ABOUT THIS TASK
Copy the lines exactly. Begin at the first line of the data and stop after the line with "the command dispatcher.".

THE DATA

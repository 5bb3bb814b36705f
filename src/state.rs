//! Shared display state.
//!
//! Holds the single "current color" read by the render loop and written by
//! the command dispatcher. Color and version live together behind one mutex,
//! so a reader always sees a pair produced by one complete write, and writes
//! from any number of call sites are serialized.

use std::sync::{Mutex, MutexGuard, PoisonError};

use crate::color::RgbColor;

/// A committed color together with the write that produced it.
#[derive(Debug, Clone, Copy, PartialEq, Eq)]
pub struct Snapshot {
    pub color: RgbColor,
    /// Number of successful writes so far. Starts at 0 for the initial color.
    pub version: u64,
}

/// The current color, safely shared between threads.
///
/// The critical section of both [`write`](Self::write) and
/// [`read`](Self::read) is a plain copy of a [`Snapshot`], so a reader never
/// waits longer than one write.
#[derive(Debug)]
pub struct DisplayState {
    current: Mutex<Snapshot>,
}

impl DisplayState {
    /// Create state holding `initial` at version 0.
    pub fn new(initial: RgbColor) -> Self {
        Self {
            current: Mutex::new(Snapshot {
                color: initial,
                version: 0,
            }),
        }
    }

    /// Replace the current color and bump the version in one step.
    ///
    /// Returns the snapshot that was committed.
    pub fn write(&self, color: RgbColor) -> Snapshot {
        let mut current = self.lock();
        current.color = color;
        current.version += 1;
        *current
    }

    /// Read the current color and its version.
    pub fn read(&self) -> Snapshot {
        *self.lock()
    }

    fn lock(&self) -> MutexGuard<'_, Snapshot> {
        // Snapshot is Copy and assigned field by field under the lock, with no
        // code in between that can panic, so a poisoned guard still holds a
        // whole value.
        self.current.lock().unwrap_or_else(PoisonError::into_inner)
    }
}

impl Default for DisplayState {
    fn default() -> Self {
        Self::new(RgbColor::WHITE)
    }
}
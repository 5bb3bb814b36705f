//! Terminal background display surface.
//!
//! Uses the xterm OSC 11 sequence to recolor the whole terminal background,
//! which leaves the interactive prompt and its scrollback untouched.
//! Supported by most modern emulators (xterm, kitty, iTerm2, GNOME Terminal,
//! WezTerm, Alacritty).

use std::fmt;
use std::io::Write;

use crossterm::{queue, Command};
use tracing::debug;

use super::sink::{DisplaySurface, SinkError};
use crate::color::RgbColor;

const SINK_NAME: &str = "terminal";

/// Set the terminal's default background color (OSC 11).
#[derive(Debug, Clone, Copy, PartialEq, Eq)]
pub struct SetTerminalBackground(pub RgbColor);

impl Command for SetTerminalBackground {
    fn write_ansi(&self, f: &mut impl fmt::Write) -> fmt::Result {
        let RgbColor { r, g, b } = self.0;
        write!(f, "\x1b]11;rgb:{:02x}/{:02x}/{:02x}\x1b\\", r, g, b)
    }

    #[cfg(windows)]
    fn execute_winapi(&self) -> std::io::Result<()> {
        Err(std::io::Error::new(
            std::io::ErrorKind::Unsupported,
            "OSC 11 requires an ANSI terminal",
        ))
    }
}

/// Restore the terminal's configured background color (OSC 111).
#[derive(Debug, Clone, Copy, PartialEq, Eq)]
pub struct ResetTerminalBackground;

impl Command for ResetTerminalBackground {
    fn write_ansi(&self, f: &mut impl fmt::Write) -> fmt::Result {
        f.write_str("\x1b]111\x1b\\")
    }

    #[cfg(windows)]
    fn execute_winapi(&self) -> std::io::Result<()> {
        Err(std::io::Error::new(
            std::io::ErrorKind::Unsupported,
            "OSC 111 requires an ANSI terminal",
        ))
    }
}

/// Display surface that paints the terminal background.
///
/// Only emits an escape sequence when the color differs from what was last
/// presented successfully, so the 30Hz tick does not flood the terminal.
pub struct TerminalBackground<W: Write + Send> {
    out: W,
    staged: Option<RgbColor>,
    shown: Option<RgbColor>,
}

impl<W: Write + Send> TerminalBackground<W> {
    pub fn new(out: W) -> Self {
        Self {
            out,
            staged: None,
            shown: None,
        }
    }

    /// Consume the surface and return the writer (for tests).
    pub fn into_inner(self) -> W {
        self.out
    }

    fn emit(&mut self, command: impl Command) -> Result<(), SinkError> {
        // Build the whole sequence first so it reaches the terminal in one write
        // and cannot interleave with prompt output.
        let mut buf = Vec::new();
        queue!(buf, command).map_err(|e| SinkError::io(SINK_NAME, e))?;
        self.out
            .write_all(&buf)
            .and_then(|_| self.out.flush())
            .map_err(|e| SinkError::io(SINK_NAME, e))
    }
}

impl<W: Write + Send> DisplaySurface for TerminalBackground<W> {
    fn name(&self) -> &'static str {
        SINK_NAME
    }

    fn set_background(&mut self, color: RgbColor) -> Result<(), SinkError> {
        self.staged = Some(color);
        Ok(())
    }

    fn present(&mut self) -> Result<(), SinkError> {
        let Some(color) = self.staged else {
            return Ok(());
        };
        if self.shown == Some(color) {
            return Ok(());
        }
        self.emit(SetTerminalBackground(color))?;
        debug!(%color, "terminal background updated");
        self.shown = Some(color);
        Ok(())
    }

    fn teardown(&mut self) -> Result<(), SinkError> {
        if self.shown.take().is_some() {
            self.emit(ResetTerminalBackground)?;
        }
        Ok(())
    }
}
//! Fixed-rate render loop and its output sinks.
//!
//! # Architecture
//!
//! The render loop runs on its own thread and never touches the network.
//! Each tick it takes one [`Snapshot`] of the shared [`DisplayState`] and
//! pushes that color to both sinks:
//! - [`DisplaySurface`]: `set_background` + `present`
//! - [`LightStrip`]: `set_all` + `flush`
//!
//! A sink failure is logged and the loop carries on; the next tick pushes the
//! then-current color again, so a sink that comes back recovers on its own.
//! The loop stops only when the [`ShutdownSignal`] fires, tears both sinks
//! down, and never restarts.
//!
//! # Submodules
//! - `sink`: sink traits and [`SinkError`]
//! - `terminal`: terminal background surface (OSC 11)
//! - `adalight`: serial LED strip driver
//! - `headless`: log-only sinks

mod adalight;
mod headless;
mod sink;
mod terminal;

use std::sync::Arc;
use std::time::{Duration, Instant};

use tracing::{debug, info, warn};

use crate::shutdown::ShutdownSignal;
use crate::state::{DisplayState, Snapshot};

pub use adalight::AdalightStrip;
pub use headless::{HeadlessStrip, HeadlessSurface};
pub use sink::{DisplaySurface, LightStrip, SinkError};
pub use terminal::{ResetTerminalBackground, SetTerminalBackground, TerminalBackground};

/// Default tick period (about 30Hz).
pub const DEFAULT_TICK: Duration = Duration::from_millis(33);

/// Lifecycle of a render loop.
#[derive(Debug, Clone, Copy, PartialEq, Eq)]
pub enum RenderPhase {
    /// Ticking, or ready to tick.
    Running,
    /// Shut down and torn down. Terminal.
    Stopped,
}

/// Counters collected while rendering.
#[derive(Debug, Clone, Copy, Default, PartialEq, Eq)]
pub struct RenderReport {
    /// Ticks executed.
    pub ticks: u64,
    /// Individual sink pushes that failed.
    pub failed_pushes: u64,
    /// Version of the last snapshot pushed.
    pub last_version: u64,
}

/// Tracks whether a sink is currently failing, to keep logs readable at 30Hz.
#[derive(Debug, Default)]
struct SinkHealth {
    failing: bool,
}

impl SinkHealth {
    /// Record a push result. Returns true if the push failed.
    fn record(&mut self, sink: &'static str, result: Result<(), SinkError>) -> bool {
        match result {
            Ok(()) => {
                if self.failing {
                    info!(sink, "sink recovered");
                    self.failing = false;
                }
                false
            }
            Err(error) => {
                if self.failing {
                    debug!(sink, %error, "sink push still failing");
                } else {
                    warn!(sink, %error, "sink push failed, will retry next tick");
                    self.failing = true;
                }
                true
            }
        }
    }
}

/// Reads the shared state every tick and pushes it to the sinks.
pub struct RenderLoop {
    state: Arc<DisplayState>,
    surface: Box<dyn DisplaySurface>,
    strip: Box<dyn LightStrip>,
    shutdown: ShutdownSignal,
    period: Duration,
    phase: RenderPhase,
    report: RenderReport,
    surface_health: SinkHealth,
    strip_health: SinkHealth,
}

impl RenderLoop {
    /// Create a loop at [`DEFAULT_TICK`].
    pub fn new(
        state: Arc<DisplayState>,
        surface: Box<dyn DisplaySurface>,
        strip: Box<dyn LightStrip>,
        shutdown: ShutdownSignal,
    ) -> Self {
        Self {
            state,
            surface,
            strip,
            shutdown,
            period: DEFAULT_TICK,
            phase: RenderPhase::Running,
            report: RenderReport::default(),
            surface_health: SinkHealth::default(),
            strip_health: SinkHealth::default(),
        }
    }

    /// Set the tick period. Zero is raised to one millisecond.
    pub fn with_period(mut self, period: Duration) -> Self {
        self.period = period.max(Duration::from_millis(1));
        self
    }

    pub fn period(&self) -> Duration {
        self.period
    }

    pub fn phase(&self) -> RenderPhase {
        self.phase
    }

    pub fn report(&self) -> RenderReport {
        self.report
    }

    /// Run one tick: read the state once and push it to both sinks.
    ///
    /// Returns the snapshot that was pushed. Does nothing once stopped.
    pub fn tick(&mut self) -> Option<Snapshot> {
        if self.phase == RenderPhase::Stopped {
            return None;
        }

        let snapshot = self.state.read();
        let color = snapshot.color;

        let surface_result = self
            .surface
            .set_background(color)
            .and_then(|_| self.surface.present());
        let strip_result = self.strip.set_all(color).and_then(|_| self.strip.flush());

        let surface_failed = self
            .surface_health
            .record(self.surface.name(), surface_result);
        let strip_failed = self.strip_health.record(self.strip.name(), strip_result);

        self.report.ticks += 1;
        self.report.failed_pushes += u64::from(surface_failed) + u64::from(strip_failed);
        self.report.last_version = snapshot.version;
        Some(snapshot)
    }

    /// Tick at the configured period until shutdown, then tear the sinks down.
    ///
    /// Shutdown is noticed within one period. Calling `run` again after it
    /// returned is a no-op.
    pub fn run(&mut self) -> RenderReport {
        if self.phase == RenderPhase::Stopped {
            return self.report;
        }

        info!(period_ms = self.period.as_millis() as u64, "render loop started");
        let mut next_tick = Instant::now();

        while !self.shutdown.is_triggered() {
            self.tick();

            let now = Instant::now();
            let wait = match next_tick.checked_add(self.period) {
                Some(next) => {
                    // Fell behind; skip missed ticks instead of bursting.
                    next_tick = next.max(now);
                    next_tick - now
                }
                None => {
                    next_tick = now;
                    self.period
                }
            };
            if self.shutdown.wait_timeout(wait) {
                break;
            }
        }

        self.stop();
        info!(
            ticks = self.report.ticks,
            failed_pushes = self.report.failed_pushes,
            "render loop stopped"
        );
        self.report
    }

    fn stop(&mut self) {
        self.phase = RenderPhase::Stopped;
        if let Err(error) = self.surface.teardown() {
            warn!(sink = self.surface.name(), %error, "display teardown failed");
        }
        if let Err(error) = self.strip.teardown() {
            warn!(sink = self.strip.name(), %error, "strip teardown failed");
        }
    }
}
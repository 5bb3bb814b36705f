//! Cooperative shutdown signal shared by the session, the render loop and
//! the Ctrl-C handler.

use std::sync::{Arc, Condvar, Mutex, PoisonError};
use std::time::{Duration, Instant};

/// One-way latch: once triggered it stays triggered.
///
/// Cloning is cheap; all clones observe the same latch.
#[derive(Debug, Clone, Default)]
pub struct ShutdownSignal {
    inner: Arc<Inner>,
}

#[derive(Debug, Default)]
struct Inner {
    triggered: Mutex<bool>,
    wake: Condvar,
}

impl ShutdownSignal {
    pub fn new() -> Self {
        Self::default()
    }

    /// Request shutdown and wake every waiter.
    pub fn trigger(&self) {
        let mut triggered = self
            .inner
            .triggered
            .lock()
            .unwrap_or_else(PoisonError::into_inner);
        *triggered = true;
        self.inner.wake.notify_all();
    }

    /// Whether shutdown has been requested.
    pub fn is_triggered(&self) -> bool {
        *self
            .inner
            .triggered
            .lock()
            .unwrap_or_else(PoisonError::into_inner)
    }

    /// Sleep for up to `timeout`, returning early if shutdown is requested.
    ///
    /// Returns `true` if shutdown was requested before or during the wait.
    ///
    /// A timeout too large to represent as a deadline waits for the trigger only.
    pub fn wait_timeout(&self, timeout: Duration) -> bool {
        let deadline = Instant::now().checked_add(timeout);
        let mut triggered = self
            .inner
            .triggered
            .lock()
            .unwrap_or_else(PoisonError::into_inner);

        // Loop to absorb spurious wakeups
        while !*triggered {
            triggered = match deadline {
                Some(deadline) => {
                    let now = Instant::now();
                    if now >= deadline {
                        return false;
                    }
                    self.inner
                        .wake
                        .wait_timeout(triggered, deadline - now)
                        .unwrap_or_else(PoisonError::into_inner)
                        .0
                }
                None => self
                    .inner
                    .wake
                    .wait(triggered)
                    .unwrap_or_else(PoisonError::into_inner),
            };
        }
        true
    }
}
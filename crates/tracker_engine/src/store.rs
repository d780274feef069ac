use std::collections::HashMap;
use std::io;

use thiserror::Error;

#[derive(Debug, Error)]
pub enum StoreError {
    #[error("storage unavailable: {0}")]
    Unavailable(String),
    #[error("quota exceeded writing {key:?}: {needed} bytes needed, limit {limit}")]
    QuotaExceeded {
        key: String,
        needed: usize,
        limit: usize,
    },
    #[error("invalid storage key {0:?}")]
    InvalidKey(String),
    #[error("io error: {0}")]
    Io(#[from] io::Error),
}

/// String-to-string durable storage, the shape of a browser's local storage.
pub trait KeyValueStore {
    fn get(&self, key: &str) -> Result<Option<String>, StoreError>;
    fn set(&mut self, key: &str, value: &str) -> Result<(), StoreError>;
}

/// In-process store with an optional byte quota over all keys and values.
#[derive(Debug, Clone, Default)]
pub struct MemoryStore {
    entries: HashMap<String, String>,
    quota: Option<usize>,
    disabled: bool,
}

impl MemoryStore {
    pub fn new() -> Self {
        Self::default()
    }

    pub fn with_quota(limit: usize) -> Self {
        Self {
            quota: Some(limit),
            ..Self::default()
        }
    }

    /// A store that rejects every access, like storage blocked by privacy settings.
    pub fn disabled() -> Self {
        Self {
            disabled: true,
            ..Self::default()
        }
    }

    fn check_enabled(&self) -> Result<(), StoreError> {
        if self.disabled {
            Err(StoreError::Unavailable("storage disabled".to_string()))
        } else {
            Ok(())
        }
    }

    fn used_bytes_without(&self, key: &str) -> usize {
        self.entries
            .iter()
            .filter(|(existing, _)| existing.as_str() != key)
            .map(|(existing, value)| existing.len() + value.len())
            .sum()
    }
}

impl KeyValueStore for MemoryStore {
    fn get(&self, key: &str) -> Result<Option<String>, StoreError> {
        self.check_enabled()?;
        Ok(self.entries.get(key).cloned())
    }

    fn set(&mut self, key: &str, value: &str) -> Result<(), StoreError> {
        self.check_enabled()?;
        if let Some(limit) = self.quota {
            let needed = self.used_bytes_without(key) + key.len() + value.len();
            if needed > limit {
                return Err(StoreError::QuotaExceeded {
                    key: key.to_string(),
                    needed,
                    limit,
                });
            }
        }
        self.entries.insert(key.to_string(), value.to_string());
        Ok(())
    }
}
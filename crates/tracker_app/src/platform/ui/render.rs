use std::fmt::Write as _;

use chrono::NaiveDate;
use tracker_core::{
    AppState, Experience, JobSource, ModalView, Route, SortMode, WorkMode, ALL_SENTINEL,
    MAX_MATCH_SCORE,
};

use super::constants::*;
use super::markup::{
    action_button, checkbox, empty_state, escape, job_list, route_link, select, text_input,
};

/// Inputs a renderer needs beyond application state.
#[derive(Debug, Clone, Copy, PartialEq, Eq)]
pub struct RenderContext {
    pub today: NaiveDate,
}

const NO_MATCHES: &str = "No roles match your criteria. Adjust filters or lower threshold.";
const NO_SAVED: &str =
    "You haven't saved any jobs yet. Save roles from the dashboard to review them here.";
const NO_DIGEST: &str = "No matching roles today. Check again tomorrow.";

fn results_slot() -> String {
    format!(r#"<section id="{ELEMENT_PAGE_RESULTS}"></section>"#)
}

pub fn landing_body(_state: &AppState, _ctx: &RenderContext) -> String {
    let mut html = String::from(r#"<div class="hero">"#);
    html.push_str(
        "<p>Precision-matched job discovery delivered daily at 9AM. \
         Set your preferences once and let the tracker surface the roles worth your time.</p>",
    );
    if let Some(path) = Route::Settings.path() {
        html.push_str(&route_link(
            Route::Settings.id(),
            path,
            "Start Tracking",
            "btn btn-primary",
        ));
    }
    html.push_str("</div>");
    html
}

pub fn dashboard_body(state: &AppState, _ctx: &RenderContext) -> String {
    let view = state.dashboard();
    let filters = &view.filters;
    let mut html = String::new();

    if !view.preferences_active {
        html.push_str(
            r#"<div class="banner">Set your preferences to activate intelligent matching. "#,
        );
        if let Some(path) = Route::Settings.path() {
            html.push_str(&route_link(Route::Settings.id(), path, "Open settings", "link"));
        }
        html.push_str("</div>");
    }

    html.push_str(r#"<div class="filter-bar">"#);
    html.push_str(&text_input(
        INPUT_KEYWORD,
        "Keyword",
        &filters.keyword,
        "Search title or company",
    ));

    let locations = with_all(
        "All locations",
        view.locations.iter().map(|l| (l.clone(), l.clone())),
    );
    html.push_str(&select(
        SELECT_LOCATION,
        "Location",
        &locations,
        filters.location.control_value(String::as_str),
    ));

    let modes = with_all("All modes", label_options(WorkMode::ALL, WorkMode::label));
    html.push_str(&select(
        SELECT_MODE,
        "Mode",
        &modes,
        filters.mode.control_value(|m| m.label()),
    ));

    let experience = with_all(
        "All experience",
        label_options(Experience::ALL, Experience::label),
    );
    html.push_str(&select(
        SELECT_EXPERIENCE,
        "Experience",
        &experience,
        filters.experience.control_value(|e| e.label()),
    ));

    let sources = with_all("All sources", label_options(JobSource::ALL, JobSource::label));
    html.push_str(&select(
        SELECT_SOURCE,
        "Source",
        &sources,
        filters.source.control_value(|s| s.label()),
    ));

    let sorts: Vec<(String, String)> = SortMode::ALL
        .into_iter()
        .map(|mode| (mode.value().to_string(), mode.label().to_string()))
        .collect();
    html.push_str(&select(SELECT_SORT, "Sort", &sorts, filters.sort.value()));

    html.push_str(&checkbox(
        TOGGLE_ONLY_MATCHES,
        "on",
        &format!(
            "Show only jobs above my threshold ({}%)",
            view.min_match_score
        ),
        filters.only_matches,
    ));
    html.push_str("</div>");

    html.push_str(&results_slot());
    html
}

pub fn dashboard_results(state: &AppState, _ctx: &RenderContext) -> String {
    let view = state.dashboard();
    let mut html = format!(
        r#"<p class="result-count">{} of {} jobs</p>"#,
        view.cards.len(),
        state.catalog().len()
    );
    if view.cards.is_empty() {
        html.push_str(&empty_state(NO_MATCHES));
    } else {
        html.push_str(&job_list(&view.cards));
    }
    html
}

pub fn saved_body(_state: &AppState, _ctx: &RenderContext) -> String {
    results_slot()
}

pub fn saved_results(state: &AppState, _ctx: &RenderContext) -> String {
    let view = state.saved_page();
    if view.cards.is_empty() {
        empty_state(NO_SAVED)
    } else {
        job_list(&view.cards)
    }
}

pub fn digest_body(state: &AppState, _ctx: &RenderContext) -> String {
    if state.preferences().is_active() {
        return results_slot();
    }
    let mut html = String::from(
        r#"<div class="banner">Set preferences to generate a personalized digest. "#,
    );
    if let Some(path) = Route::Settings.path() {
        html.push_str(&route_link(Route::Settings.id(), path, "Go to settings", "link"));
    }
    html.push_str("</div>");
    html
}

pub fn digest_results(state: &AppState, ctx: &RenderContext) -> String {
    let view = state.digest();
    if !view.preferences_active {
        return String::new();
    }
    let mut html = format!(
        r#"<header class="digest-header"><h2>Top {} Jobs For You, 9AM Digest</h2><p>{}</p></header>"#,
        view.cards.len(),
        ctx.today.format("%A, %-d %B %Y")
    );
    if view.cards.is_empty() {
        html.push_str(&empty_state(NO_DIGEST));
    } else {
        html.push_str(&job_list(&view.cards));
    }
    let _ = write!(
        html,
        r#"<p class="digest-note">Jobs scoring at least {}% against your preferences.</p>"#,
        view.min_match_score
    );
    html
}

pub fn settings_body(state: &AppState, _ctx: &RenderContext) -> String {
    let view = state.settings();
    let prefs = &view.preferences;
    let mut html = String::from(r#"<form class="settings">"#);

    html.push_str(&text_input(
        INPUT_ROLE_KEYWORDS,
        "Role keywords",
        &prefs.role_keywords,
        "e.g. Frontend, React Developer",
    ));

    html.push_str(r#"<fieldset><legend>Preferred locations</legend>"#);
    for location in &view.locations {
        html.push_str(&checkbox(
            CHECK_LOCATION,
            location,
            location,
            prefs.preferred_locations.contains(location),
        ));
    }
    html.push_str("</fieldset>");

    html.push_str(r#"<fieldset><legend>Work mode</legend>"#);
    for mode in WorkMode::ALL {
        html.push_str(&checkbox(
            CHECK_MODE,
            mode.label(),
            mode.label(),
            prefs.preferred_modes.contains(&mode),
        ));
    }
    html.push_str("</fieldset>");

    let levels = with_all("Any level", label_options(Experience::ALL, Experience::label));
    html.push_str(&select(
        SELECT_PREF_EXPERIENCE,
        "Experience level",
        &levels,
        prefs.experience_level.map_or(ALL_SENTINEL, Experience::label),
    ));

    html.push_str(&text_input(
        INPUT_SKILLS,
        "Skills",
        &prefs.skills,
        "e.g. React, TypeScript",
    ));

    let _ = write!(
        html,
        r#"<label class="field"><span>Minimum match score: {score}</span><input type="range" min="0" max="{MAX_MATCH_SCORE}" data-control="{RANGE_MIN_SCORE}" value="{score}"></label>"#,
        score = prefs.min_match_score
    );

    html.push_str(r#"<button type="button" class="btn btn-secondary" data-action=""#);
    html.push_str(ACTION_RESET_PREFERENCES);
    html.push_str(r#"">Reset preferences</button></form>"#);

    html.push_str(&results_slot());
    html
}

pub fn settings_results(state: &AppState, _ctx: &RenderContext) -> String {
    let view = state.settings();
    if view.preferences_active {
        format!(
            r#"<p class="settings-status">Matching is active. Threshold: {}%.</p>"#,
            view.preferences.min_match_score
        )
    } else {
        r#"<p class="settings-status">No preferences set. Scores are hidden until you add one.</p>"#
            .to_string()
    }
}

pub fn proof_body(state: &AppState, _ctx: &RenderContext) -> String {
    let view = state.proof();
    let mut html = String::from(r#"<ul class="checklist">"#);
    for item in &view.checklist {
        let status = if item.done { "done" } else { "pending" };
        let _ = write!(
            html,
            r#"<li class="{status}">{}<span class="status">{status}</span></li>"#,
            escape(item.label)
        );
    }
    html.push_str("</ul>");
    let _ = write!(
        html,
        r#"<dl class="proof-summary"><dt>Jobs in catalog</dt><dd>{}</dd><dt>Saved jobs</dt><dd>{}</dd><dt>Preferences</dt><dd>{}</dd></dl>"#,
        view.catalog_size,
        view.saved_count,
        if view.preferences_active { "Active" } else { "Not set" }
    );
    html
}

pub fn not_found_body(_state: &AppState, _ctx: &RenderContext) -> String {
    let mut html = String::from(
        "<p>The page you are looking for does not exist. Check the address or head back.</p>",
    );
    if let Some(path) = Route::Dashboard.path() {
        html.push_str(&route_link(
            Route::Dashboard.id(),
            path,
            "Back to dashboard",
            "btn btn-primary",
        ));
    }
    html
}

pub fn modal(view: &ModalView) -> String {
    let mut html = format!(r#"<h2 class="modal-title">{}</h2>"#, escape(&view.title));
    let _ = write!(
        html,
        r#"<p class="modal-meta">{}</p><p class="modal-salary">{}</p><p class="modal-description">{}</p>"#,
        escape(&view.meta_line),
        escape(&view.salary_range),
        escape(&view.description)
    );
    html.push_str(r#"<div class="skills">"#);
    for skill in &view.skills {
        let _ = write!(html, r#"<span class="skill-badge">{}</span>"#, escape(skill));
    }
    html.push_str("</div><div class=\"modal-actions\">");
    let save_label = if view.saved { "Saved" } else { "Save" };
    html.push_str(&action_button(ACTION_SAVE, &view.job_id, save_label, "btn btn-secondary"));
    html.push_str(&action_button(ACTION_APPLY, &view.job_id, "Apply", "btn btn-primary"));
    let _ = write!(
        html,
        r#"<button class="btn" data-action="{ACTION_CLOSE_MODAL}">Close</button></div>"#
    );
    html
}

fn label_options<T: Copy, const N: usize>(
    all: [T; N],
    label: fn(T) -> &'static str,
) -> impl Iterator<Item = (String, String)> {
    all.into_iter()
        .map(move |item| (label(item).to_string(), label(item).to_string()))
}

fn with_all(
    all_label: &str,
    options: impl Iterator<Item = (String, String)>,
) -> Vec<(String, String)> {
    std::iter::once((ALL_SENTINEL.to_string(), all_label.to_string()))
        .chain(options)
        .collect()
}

ANSWER SPACE
repository 5bb3bb814b36705f
filename src/state.rs
//! Shared display state.
//!
//! Holds the single "current color" read by the render loop and written by
//! the command dispatcher. Color and version live together behind one mutex,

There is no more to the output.